[Records excerpted from a collection]

::::::::::

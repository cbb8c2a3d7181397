use std::path::PathBuf;

use clap::Parser;

use crate::config::ClientConfig;
use crate::error::Result;
use crate::protocol::MessageId;

#[derive(Parser, Debug)]
#[command(name = "feedwire")]
#[command(version)]
#[command(about = "Headless client for server-rendered chat feeds over a task-tagged WebSocket protocol")]
pub struct Args {
    /// WebSocket endpoint, e.g. ws://127.0.0.1:8080/ws (overrides the config file)
    #[arg(long)]
    pub server: Option<String>,

    /// TOML configuration file
    #[arg(long)]
    pub config: Option<PathBuf>,

    /// Feed filter sent with the initial `messages` request
    #[arg(long)]
    pub filter: Option<String>,

    /// Log level when RUST_LOG is not set (trace, debug, info, warn, error)
    #[arg(long)]
    pub log_level: Option<String>,

    /// Answer yes to every delete confirmation
    #[arg(long, short = 'y')]
    pub assume_yes: bool,
}

impl Args {
    /// Config file (or defaults) with the command-line overrides applied.
    pub fn resolve_config(&self) -> Result<ClientConfig> {
        let mut config = match &self.config {
            Some(path) => ClientConfig::load(path)?,
            None => ClientConfig::default(),
        };
        if let Some(server) = &self.server {
            config.server_url = server.clone();
        }
        if let Some(filter) = &self.filter {
            config.initial_filter = Some(filter.clone());
        }
        if let Some(level) = &self.log_level {
            config.log_level = level.clone();
        }
        config.validate()?;
        Ok(config)
    }
}

/// One line typed on stdin.
#[derive(Debug, Clone, PartialEq)]
pub enum UserCommand {
    ScrollTop,
    ScrollBottom,
    ScrollTo(f64),
    /// Replace the open draft's content.
    Type(String),
    New,
    Edit(MessageId),
    Send,
    Save,
    Reply(MessageId),
    SendReply { to_sender_only: bool },
    Stash(MessageId),
    Pin(MessageId),
    Unpin(MessageId),
    Delete { message_id: MessageId, confirmed: bool },
    DeleteDraft { confirmed: bool },
    Upload { partition_id: u64, paths: Vec<PathBuf> },
    Filter(Option<String>),
    Show,
    Quit,
}

pub const COMMAND_HELP: &str = "commands: scroll top|bottom|<px>, type <text>, new, edit <id>, send, save, \
reply <id>, send-reply [--sender-only], stash <id>, pin <id>, unpin <id>, delete <id> [-y], \
delete-draft [-y], upload <partition> <path>..., filter [name], show, quit";

fn message_id(arg: Option<&str>) -> std::result::Result<MessageId, String> {
    let raw = arg.ok_or("missing message id")?;
    raw.parse()
        .map(MessageId)
        .map_err(|_| format!("invalid message id: {raw}"))
}

fn confirmed(rest: &[&str]) -> bool {
    rest.iter().any(|a| matches!(*a, "-y" | "--yes"))
}

impl UserCommand {
    pub fn parse(line: &str) -> std::result::Result<Self, String> {
        let line = line.trim();
        if let Some(text) = line.strip_prefix("type ") {
            return Ok(UserCommand::Type(text.to_owned()));
        }
        let words: Vec<&str> = line.split_whitespace().collect();
        let Some((&verb, rest)) = words.split_first() else {
            return Err("empty command".into());
        };
        let first = rest.first().copied();
        match verb {
            "scroll" => match first {
                Some("top") => Ok(UserCommand::ScrollTop),
                Some("bottom") => Ok(UserCommand::ScrollBottom),
                Some(px) => px
                    .parse()
                    .map(UserCommand::ScrollTo)
                    .map_err(|_| format!("invalid scroll position: {px}")),
                None => Err("scroll needs top, bottom or a pixel offset".into()),
            },
            "type" => Ok(UserCommand::Type(String::new())),
            "new" => Ok(UserCommand::New),
            "edit" => message_id(first).map(UserCommand::Edit),
            "send" => Ok(UserCommand::Send),
            "save" => Ok(UserCommand::Save),
            "reply" => message_id(first).map(UserCommand::Reply),
            "send-reply" => Ok(UserCommand::SendReply {
                to_sender_only: rest.contains(&"--sender-only"),
            }),
            "stash" => message_id(first).map(UserCommand::Stash),
            "pin" => message_id(first).map(UserCommand::Pin),
            "unpin" => message_id(first).map(UserCommand::Unpin),
            "delete" => Ok(UserCommand::Delete {
                message_id: message_id(first)?,
                confirmed: confirmed(rest),
            }),
            "delete-draft" => Ok(UserCommand::DeleteDraft {
                confirmed: confirmed(rest),
            }),
            "upload" => {
                let partition = first.ok_or("upload needs a partition id")?;
                let partition_id = partition
                    .parse()
                    .map_err(|_| format!("invalid partition id: {partition}"))?;
                let paths: Vec<PathBuf> = rest[1..].iter().map(PathBuf::from).collect();
                if paths.is_empty() {
                    return Err("upload needs at least one file".into());
                }
                Ok(UserCommand::Upload {
                    partition_id,
                    paths,
                })
            }
            "filter" => Ok(UserCommand::Filter(first.map(str::to_owned))),
            "show" => Ok(UserCommand::Show),
            "quit" | "exit" => Ok(UserCommand::Quit),
            other => Err(format!("unknown command: {other}")),
        }
    }
}

#[cfg(test)]
mod tests {
    use super::*;
    use rstest::rstest;
    use std::io::Write;

    #[rstest]
    #[case("scroll top", UserCommand::ScrollTop)]
    #[case("scroll bottom", UserCommand::ScrollBottom)]
    #[case("scroll 120", UserCommand::ScrollTo(120.0))]
    #[case("send", UserCommand::Send)]
    #[case("save", UserCommand::Save)]
    #[case("  new  ", UserCommand::New)]
    #[case("reply 42", UserCommand::Reply(MessageId(42)))]
    #[case("send-reply", UserCommand::SendReply { to_sender_only: false })]
    #[case("send-reply --sender-only", UserCommand::SendReply { to_sender_only: true })]
    #[case("stash 7", UserCommand::Stash(MessageId(7)))]
    #[case("delete 7", UserCommand::Delete { message_id: MessageId(7), confirmed: false })]
    #[case("delete 7 -y", UserCommand::Delete { message_id: MessageId(7), confirmed: true })]
    #[case("delete-draft --yes", UserCommand::DeleteDraft { confirmed: true })]
    #[case("filter", UserCommand::Filter(None))]
    #[case("filter pinned", UserCommand::Filter(Some("pinned".into())))]
    #[case("quit", UserCommand::Quit)]
    fn test_parse_commands(#[case] line: &str, #[case] expected: UserCommand) {
        assert_eq!(UserCommand::parse(line).unwrap(), expected);
    }

    #[test]
    fn test_type_keeps_spacing() {
        assert_eq!(
            UserCommand::parse("type hello   world ").unwrap(),
            UserCommand::Type("hello   world".into())
        );
    }

    #[test]
    fn test_upload_paths_in_order() {
        assert_eq!(
            UserCommand::parse("upload 3 b.png a.png").unwrap(),
            UserCommand::Upload {
                partition_id: 3,
                paths: vec![PathBuf::from("b.png"), PathBuf::from("a.png")],
            }
        );
    }

    #[rstest]
    #[case("")]
    #[case("stash")]
    #[case("pin abc")]
    #[case("upload 3")]
    #[case("upload x a.png")]
    #[case("dance")]
    fn test_parse_rejects(#[case] line: &str) {
        assert!(UserCommand::parse(line).is_err());
    }

    #[test]
    fn test_args_override_config_file() {
        let mut file = tempfile::NamedTempFile::new().unwrap();
        writeln!(file, "server_url = \"ws://file/ws\"\nautosave_interval_ms = 750").unwrap();
        let path = file.path().to_str().unwrap().to_owned();
        let args = Args::try_parse_from([
            "feedwire",
            "--config",
            path.as_str(),
            "--server",
            "ws://flag/ws",
            "--filter",
            "unread",
            "-y",
        ])
        .unwrap();
        let config = args.resolve_config().unwrap();
        assert_eq!(config.server_url, "ws://flag/ws");
        assert_eq!(config.autosave_interval_ms, 750);
        assert_eq!(config.initial_filter.as_deref(), Some("unread"));
        assert!(args.assume_yes);
    }

    #[test]
    fn test_args_invalid_server_rejected() {
        let args = Args::try_parse_from(["feedwire", "--server", "http://nope"]).unwrap();
        assert!(args.resolve_config().is_err());
    }
}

::::::::::

Return a copy of each line in the records above that has "crate" in it.

RESULT FOR THIS EXERCISE:
use crate::config::ClientConfig;
use crate::error::Result;
use crate::protocol::MessageId;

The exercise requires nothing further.